# Clinique or Estee Lauder? Help please!



## Brendanc (Feb 6, 2006)

I'm really wanting to start use a line of skin care and cosmetics and I cant decide which line to go with.

I'm 41 years old with dry skin.

Which brand would you recommend? I'm either wanting to go with Clinique or Estee Lauder or Merle Norman.

I want the skin care plus the make-up to be all by the same line.

Its hard to really trust the sales person, cause you know they are only going to recommend the line they carry.

Any help will be greatly appreciated.


----------



## kaeisme (Feb 6, 2006)

I have tried Clinique, but I found it too drying for me. others love it tho. I have only used a few things from EL..but, what I have used I have liked. I have not tried Merle Norman..so I couldn't help there.


----------



## Laura (Feb 6, 2006)

First of all, welcome to MakeUpTalk. I'm Laura one of the mods.

Now on to the skincare question! To be honest i think you'd have to try a few samples from each line to know which one you prefer. Personally i like Estee Lauder's skincare range &amp; i use some of their make up too.

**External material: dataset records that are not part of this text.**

// migration/src/lib.rs
pub use sea_orm_migration::prelude::*;

// マイグレーションモジュール
mod m20250705_000001_create_companies_table;
mod m20250705_000002_create_users_table;
mod m20250705_000003_create_influencers_table;
mod m20250705_000004_create_campaigns_table;
mod m20250705_000005_create_campaign_influencers_table;
mod m20250705_000006_create_products_table;
mod m20250705_000007_create_tracking_links_table;
mod m20250705_000008_create_link_clicks_daily_table;
mod m20250705_000009_create_reports_table;
mod m20250705_000010_create_activity_log_table;

pub struct Migrator;

#[async_trait::async_trait]
impl MigratorTrait for Migrator {
    fn migrations() -> Vec<Box<dyn MigrationTrait>> {
        vec![
            Box::new(m20250705_000001_create_companies_table::Migration),
            Box::new(m20250705_000002_create_users_table::Migration),
            Box::new(m20250705_000003_create_influencers_table::Migration),
            Box::new(m20250705_000004_create_campaigns_table::Migration),
            Box::new(m20250705_000005_create_campaign_influencers_table::Migration),
            Box::new(m20250705_000006_create_products_table::Migration),
            Box::new(m20250705_000007_create_tracking_links_table::Migration),
            Box::new(m20250705_000008_create_link_clicks_daily_table::Migration),
            Box::new(m20250705_000009_create_reports_table::Migration),
            Box::new(m20250705_000010_create_activity_log_table::Migration),
        ]
    }
}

Can i ask why you want the skincare &amp; make-up to be from the same line?


----------



## Leony (Feb 6, 2006)

Welcome to MakeupTalk!

I agree with Laura about the samples stuff and, I also personally like Esteelauder skin care line and use some of their makeup as well. But, honestly I like their skin care better than makeup line.


----------



## Summer (Feb 6, 2006)

Welcome to MUT!!

I agree with trying samples out before buying.


----------



## SierraWren (Feb 14, 2006)

Welcome to MUT! My reccomendation would be for Estee Lauder, as I have liked several of their skin care products in the past &amp; have not had as much luch with Clinique...But I'm just 1 person, and it could be completely different for your skin type...Maybe you could get a basic skin care product from both lines(e.g. Estee Lauder Idealist Skin Refinisher &amp; Clinique Total Turnaround Skin Recovery--similar,gentle exfoliants, very importsnty for skincare) and see which you like best...or,better yet of course, buy something smaller,and try &amp; get a sample of these...Ask SAs from both lines what a basic skin care regime would amount to(how many products, what they would do, how much money,etc.) See which brand seems to address more attentively YOUR specific concerns regarding your skin--one line probably IS potentially better for you than the other. I read several years ago that the average Clinique client age is 30...It is definitely older than this for Estee Lauder,(my mother &amp; grandmother both use it!) and I think personally that its skin care products are targetted for more mature skin types than Cliniques--just my opinion of course. Maybe you could look at their 2 websites(try gloss.com)and compare/contrast their age delayals/moisturizers. Which ones SOUND best for you..it's not that much to go on,I know, but I'm just not sure how many companies these days are giving out skin care samples...Go ahead though &amp; ask! And good luck with everything!


----------



## HorseMom2006 (Feb 14, 2006)

I personally love Clinique makeup. I have combination skin and light acne, and using Clinique hasn't caused any unwanted breakouts, overdrying or anything of the sort. But, I think if possible, you should go to a counter and either get samples, or have them test their products on you, that way you can find out what may cause you to break out, what will dry out your face too much, etc. I also have just begun to use the 3 step system from Clinique's skin care line, but I haven't used it long enough to notice any significant results.

Good luck!


----------



## Poppsy (Feb 15, 2006)

*Listen to me. Estee Lauder is not the same company that built the dynasty they have, if you buy their products you are just buying into the hype &amp; paying for the name only. Their moisturizers can't compare to the quality of Clinique (even though Clinique is made by EL). Here are products to buy for your age group &amp; dry skin:*

Cleanser: Extra Mild Facial Soap or Rinse Off Foaming Cleanser.

*Toner : Clarifying Lotion #1 (my favorite) or Mild formula*

*Moisturizer: for daytime- SuperDefense SPF 25 Normal-Dry skin *

* for night - Moisture on Line.*

*Exfoliant: Total Turnaround Creme (use 2x/week)*

*That's all you need in the skincare range. As far as makeup they make excellent products as well, but if you want the best &amp; don't mind shelling out the big bucks it cost then buy Christian Dior's makeup, &amp; btw their skincare is fantastic as well.*

*Do yourself a favor &amp; buy Clinique, Dior, &amp; heaven forbid EL if you should choose when it's "gift with purchase" time &amp; receive a free 7pc skincare/makeup set for free, it's a excellent way to sample products without paying for them. *


----------



## Tania (Sep 20, 2012)

Hi, welcome to the club!

I have used both-Clinique and EL. I like the moisturizer from Clinique, their cream is lighter and dosn't cause any irritation. Currently I am using EL, but... the serum and the moisturizer don't absorb in the skin. It stays like a mask on my face for hours. It has stronger ingrediens and I *hope *it works better.

Anyway you should try them.

Cheers

Tania


----------